Maoz, who will serve as deputy minister in charge of “Jewish identity” in the next government, claimed that he has nothing against individual LGBTQ people and was only acting against “LGBTQ-ism as an agenda and as a political movement.” . as well as against leftist ideology rather than individual leftists.

That is why, he said, he would vote for Ohana’s appointment as speaker of the Knesset.

Maoz said that the media “deliberately and maliciously try to portray me as someone who fights against certain individuals. As if the Stalinist cleanups were about to begin, or at least the McCarthyite persecution. Of course, the reality is quite the opposite.

The lists “are merely lecture materials collected from news websites to show the influence on various public systems,” he added.

Noam party leader Avi Maoz speaks at the plenary session of the Knesset on December 29, 2022, ahead of the swearing in of the new government. (Yonatan Sindel/FLASH90)

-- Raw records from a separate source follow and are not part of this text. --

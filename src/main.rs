// src/main.rs

use clap::Parser;
use local_ip_address::local_ip;
use log::{error, info, warn};
use std::process;

// Module declarations
mod cli;
mod config;
mod diagnostics;
mod error;
mod file_utils;
mod media_kind;
mod page;
mod picker;
mod stream_server;

// Crate imports for convenience
use crate::cli::{Cli, Command};
use crate::config::ServerConfig;
use crate::diagnostics::{check_library, format_report};
use crate::media_kind::MediaKind;
use crate::stream_server::run_server;

#[tokio::main]
async fn main() {
    if let Err(err) = run_app().await {
        eprintln!("\nApplication Error: {}", err);
        process::exit(1);
    }
}

async fn run_app() -> Result<(), Box<dyn std::error::Error>> {
    dotenvy::dotenv().ok();
    env_logger::Builder::from_env(env_logger::Env::default().default_filter_or("info")).init();

    let cli_args = Cli::parse();
    let config = ServerConfig::from_args(&cli_args.server)?;

    match cli_args.command.unwrap_or(Command::Serve) {
        Command::Serve => serve(config).await,
        Command::Check { json } => check(&config, json),
    }
}

async fn serve(config: ServerConfig) -> Result<(), Box<dyn std::error::Error>> {
    // Missing directories are reported per request as server errors; warn early too.
    for kind in [MediaKind::Video, MediaKind::Audio] {
        let dir = config.media_dir(kind);
        if !dir.is_dir() {
            error!(
                "{:?} directory '{}' does not exist; the landing page will fail until it does.",
                kind,
                dir.display()
            );
        }
    }
    match &config.logo_file {
        Some(logo) if !logo.is_file() => {
            warn!("Logo '{}' not found; serving without it.", logo.display())
        }
        _ => {}
    }

    // A wildcard bind is reachable from the LAN, so show that address.
    let display_host = if config.host == "0.0.0.0" {
        match local_ip() {
            Ok(ip) => ip.to_string(),
            Err(e) => {
                warn!("Could not determine local IP address: {}", e);
                config.host.clone()
            }
        }
    } else {
        config.host.clone()
    };
    info!("Serving at http://{}:{}/", display_host, config.port);

    run_server(config)?.await?;
    Ok(())
}

fn check(config: &ServerConfig, json: bool) -> Result<(), Box<dyn std::error::Error>> {
    let report = check_library(config);
    if json {
        println!("{}", serde_json::to_string_pretty(&report)?);
    } else {
        print!("{}", format_report(&report));
    }

    if !report.healthy {
        return Err("one or more media directories are missing or unreadable".into());
    }
    Ok(())
}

Despite voting for Ohana as a speaker, a member of the ultra-Orthodox Shas party expressed reservations in light of the Likud MK’s sexual orientation.

“We are not happy with the path he is taking, but we are looking at the person and not at his tendencies,” MK Yoav Ben-Tzur, who is a minister in the Ministry of Social Welfare in the new government, told the Ynet news site.

Ben-Tzur also denied that there were any changes to LGBTQ rights.

“We believe that we are a democratic country and there are disagreements. There will be no extremism anywhere here,” he added.

Thursday’s election of a new Knesset speaker and the government’s swearing in followed weeks of negotiations between Netanyahu’s Likud and its far-right and Haredi coalition partners, which required a vote on a series of contentious laws before they could be passed. agreements will be signed.

In addition to changing anti-discrimination laws to allow providers of goods and services to refuse service based on religious beliefs, the coalition agreements include a commitment to pass a controversial High Court set aside law designed to reduce judicial controls over executive and legislative power, and a declarative, if anything vague commitment to annex the West Bank to Israel.

In addition, the far-right party Otzma Yehudit has reached an agreement to separate the Border Police from the Israel Police and place the force under the direct control of the new national security minister, MK Itamar Ben Gvir.